Teleocosmology and quantum post-selection

Abstract

Although cosmic acceleration is well established, its physical origin remains contentious. Most explanations invoke either a non-zero vacuum energy, i.e. a cosmological constant, or new fields. We propose instead a mechanism arising purely from quantum mechanics, without additional constants or local sources. The key point is that quantum theory permits both initial and final boundary conditions on a state, here the wave function of the universe. Pre- and post-selected systems are familiar in laboratory quantum mechanics; we extend the idea to minisuperspace quantum cosmology.

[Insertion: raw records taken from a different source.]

//! Configuration management for docask.
//!
//! This module handles loading and merging configuration from multiple sources:
//! - Config files (.docask/config.yaml)
//! - Environment variables
//! - Command-line flags
//!
//! The configuration is workspace-centric, with collections and prompt
//! overrides stored in `.docask/`.

use serde::{Deserialize, Serialize};
use std::collections::HashMap;
use std::path::{Path, PathBuf};

use crate::error::{AppError, AppResult};

/// Providers the completion client knows how to talk to.
pub const KNOWN_PROVIDERS: [&str; 3] = ["groq", "openai", "ollama"];

/// Highest numbered `DOCASK_API_KEY_<n>` variable scanned for credentials.
const MAX_NUMBERED_KEYS: usize = 32;

/// Main application configuration.
#[derive(Debug, Clone, Serialize, Deserialize)]
pub struct AppConfig {
    /// Path to the workspace root (contains .docask/)
    pub workspace: PathBuf,

    /// Optional config file path
    pub config_file: Option<PathBuf>,

    /// Completion provider ("groq", "openai", "ollama")
    pub provider: String,

    /// Model identifier
    pub model: String,

    /// Endpoint override for the provider
    pub endpoint: Option<String>,

    /// Credentials rotated by the completion client
    #[serde(skip_serializing)]
    pub api_keys: Vec<String>,

    /// Log level override
    pub log_level: Option<String>,

    /// Log record format ("pretty" or "json")
    pub log_format: Option<String>,

    /// Verbose mode (enables debug logging)
    pub verbose: bool,

    /// Disable colored output
    pub no_color: bool,

    /// Completion request tunables
    pub completion: CompletionConfig,

    /// Provider configurations from config.yaml
    pub llm: Option<LlmConfig>,
}

/// Completion request tunables.
#[derive(Debug, Clone, Serialize, Deserialize)]
#[serde(rename_all = "camelCase")]
pub struct CompletionConfig {
    #[serde(default = "default_temperature")]
    pub temperature: f32,

    #[serde(default = "default_max_output_tokens")]
    pub max_output_tokens: u32,

    /// Per-request HTTP timeout
    #[serde(default = "default_request_timeout_secs")]
    pub request_timeout_secs: u64,

    /// Rate-limit window applied when the server sends no retry hint
    #[serde(default = "default_rate_limit_fallback_secs")]
    pub rate_limit_fallback_secs: u64,

    /// Pause before retrying after a transport failure
    #[serde(default = "default_transport_retry_pause_secs")]
    pub transport_retry_pause_secs: u64,

    /// Transport failures tolerated for a single completion call
    #[serde(default = "default_max_transport_retries")]
    pub max_transport_retries: u32,
}

fn default_temperature() -> f32 {
    0.05
}

fn default_max_output_tokens() -> u32 {
    1000
}

fn default_request_timeout_secs() -> u64 {
    60
}

fn default_rate_limit_fallback_secs() -> u64 {
    60
}

fn default_transport_retry_pause_secs() -> u64 {
    5
}

fn default_max_transport_retries() -> u32 {
    5
}

impl Default for CompletionConfig {
    fn default() -> Self {
        Self {
            temperature: default_temperature(),
            max_output_tokens: default_max_output_tokens(),
            request_timeout_secs: default_request_timeout_secs(),
            rate_limit_fallback_secs: default_rate_limit_fallback_secs(),
            transport_retry_pause_secs: default_transport_retry_pause_secs(),
            max_transport_retries: default_max_transport_retries(),
        }
    }
}

/// LLM configuration from config.yaml.
#[derive(Debug, Clone, Serialize, Deserialize)]
pub struct LlmConfig {
    #[serde(rename = "activeProvider")]
    pub active_provider: String,

    #[serde(default)]
    pub providers: HashMap<String, ProviderConfig>,
}

/// Provider-specific configuration.
#[derive(Debug, Clone, Serialize, Deserialize)]
#[serde(untagged)]
pub enum ProviderConfig {
    /// OpenAI-compatible hosted endpoint (Groq, OpenAI)
    Hosted {
        #[serde(rename = "apiKeyEnvs")]
        api_key_envs: Vec<String>,
        model: String,
        endpoint: Option<String>,
    },
    Ollama {
        endpoint: String,
        model: String,
        timeout: Option<u64>,
    },
}

impl ProviderConfig {
    pub fn model(&self) -> &str {
        match self {
            Self::Hosted { model, .. } | Self::Ollama { model, .. } => model,
        }
    }

    pub fn endpoint(&self) -> Option<&str> {
        match self {
            Self::Hosted { endpoint, .. } => endpoint.as_deref(),
            Self::Ollama { endpoint, .. } => Some(endpoint),
        }
    }
}

/// Full configuration file structure.
#[derive(Debug, Clone, Serialize, Deserialize)]
struct ConfigFile {
    llm: Option<LlmConfig>,
    workspace: Option<WorkspaceConfig>,
    logging: Option<LoggingConfig>,
    completion: Option<CompletionConfig>,
}

#[derive(Debug, Clone, Serialize, Deserialize)]
struct WorkspaceConfig {
    path: Option<String>,
}

#[derive(Debug, Clone, Serialize, Deserialize)]
struct LoggingConfig {
    level: Option<String>,
    color: Option<bool>,
    format: Option<String>,
}

impl Default for AppConfig {
    fn default() -> Self {
        Self {
            workspace: std::env::current_dir().unwrap_or_else(|_| PathBuf::from(".")),
            config_file: None,
            provider: "groq".to_string(),
            model: "llama-3.3-70b-versatile".to_string(),
            endpoint: None,
            api_keys: Vec::new(),
            log_level: None,
            log_format: None,
            verbose: false,
            no_color: false,
            completion: CompletionConfig::default(),
            llm: None,
        }
    }
}

impl AppConfig {
    /// Load configuration from defaults, the YAML config file and environment variables.
    ///
    /// Environment variables:
    /// - `DOCASK_WORKSPACE`: Override workspace path
    /// - `DOCASK_CONFIG`: Path to config file
    /// - `DOCASK_PROVIDER`: Completion provider
    /// - `DOCASK_MODEL`: Model identifier
    /// - `DOCASK_ENDPOINT`: Endpoint override
    /// - `DOCASK_API_KEY`, `DOCASK_API_KEY_1` .. `DOCASK_API_KEY_32`: Credentials
    /// - `RUST_LOG`: Log level
    /// - `NO_COLOR`: Disable colored output
    ///
    /// # Example
    /// ```no_run
    /// use docask_core::config::AppConfig;
    ///
    /// let config = AppConfig::load().expect("Failed to load config");
    /// println!("Workspace: {:?}", config.workspace);
    /// ```
    pub fn load() -> AppResult<Self> {
        let mut config = Self::default();

        if let Ok(workspace) = std::env::var("DOCASK_WORKSPACE") {
            config.workspace = PathBuf::from(workspace);
        }

        if let Ok(config_file) = std::env::var("DOCASK_CONFIG") {
            config.config_file = Some(PathBuf::from(config_file));
        }

        if !config.workspace.exists() {
            return Err(AppError::Config(format!(
                "Workspace directory does not exist: {:?}",
                config.workspace
            )));
        }

        let config_path = match config.config_file {
            Some(ref cf) => cf.clone(),
            None => config.workspace.join(".docask/config.yaml"),
        };

        if config_path.exists() {
            config = config.merge_yaml(&config_path)?;
        }

        // Environment variables override YAML config
        if let Ok(provider) = std::env::var("DOCASK_PROVIDER") {
            config.provider = provider;
        }

        if let Ok(model) = std::env::var("DOCASK_MODEL") {
            config.model = model;
        }

        if let Ok(endpoint) = std::env::var("DOCASK_ENDPOINT") {
            config.endpoint = Some(endpoint);
        }

        config.api_keys = collect_env_keys(|name| std::env::var(name).ok());
        if let Ok(level) = std::env::var("RUST_LOG") {
            config.log_level = Some(level);
        }

        if std::env::var("NO_COLOR").is_ok() {
            config.no_color = true;
        }

        Ok(config)
    }

    /// Merge YAML configuration file into this config.
    fn merge_yaml(&self, path: &Path) -> AppResult<Self> {
        let contents = std::fs::read_to_string(path).map_err(|e| {
            AppError::Config(format!("Failed to read config file {:?}: {}", path, e))
        })?;

        let config_file: ConfigFile = serde_yaml::from_str(&contents).map_err(|e| {
            AppError::Config(format!("Failed to parse config file {:?}: {}", path, e))
        })?;

        let mut result = self.clone();

        if let Some(path) = config_file.workspace.and_then(|ws| ws.path) {
            result.workspace = PathBuf::from(path);
        }

        if let Some(logging) = config_file.logging {
            if let Some(level) = logging.level {
                result.log_level = Some(level);
            }
            if let Some(color) = logging.color {
                result.no_color = !color;
            }
            if let Some(format) = logging.format {
                result.log_format = Some(format);
            }
        }

        if let Some(completion) = config_file.completion {
            result.completion = completion;
        }

        if let Some(llm) = config_file.llm {
            result.provider = llm.active_provider.clone();

            if let Some(provider_config) = llm.providers.get(&llm.active_provider) {
                result.model = provider_config.model().to_string();
                result.endpoint = provider_config.endpoint().map(str::to_string);
            }

            result.llm = Some(llm);
        }

        Ok(result)
    }

    /// Apply CLI overrides to the configuration.
    ///
    /// Command-line flags take precedence over environment variables and the
    /// config file.
    #[allow(clippy::too_many_arguments)]
    pub fn with_overrides(
        mut self,
        workspace: Option<PathBuf>,
        config_file: Option<PathBuf>,
        provider: Option<String>,
        model: Option<String>,
        log_level: Option<String>,
        verbose: bool,
        no_color: bool,
    ) -> Self {
        if let Some(workspace) = workspace {
            self.workspace = workspace;
        }

        if let Some(config_file) = config_file {
            self.config_file = Some(config_file);
        }

        if let Some(provider) = provider {
            self.provider = provider;
        }

        if let Some(model) = model {
            self.model = model;
        }

        if let Some(log_level) = log_level {
            self.log_level = Some(log_level);
        }

        if verbose {
            self.verbose = true;
            if self.log_level.is_none() {
                self.log_level = Some("debug".to_string());
            }
        }

        if no_color {
            self.no_color = true;
        }

        self
    }

    /// Get the path to the .docask directory.
    pub fn docask_dir(&self) -> PathBuf {
        self.workspace.join(".docask")
    }

    /// Ensure the .docask directory exists.
    pub fn ensure_docask_dir(&self) -> AppResult<()> {
        let dir = self.docask_dir();
        if !dir.exists() {
            std::fs::create_dir_all(&dir).map_err(|e| {
                AppError::Config(format!("Failed to create .docask directory: {}", e))
            })?;
        }
        Ok(())
    }

    /// Get a provider configuration by name.
    pub fn get_provider_config(&self, provider: &str) -> Option<&ProviderConfig> {
        self.llm.as_ref().and_then(|llm| llm.providers.get(provider))
    }

    /// Resolve the credential list for the active provider.
    ///
    /// `DOCASK_API_KEY*` variables win; otherwise the provider's `apiKeyEnvs`
    /// are read in order. Unset variables are skipped.
    pub fn resolve_credentials(&self) -> Vec<String> {
        if !self.api_keys.is_empty() {
            return self.api_keys.clone();
        }

        match self.get_provider_config(&self.provider) {
            Some(ProviderConfig::Hosted { api_key_envs, .. }) => api_key_envs
                .iter()
                .filter_map(|name| std::env::var(name).ok())
                .filter(|key| !key.trim().is_empty())
                .collect(),
            _ => Vec::new(),
        }
    }

    /// Validate configuration for the active provider.
    pub fn validate(&self) -> AppResult<()> {
        let provider = self.provider.to_lowercase();

        if !KNOWN_PROVIDERS.contains(&provider.as_str()) {
            return Err(AppError::Config(format!(
                "Unknown provider: {}. Supported: {}",
                self.provider,
                KNOWN_PROVIDERS.join(", ")
            )));
        }

        if provider != "ollama" && self.resolve_credentials().is_empty() {
            return Err(AppError::Config(format!(
                "No credentials found for provider '{}'. Set DOCASK_API_KEY or DOCASK_API_KEY_1..DOCASK_API_KEY_{}",
                self.provider, MAX_NUMBERED_KEYS
            )));
        }

        if self.completion.max_output_tokens == 0 {
            return Err(AppError::Config(
                "completion.maxOutputTokens must be greater than zero".to_string(),
            ));
        }

        Ok(())
    }
}

/// Collect credentials from `DOCASK_API_KEY` and the numbered variants.
fn collect_env_keys(lookup: impl Fn(&str) -> Option<String>) -> Vec<String> {
    std::iter::once("DOCASK_API_KEY".to_string())
        .chain((1..=MAX_NUMBERED_KEYS).map(|n| format!("DOCASK_API_KEY_{}", n)))
        .filter_map(|name| lookup(&name))
        .filter(|key| !key.trim().is_empty())
        .collect()
}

As a warm-up, we show that a free non-relativistic particle, initially in a semiclassical wave packet and conditioned on a final quantum state, can have an intermediate peak which accelerates even though the Hamiltonian is free. A semiclassical observer would infer a contrived classical force. We then implement the analogous construction in quantum cosmology using connection variables and unimodular time. A forward semiclassical packet, taken for simplicity to describe pure radiation, is post-selected by a normalizable Chern-Simons soliton. The resulting two-boundary amplitude has a peak which leaves the radiation trajectory and enters an accelerating regime, while the forward Hamiltonian has Λ=0. A classical model can mimic this trajectory only by introducing a contrived effective component: near the transition it resembles w -1, but when extrapolated it evolves towards strongly phantom behaviour, w<-1. The acceleration is therefore more naturally interpreted as a quantum boundary-condition effect than as a local classical source. We also discuss why the Chern-Simons soliton is a clean final state, the small overlap between initial and final states, and possible tell-tale signatures.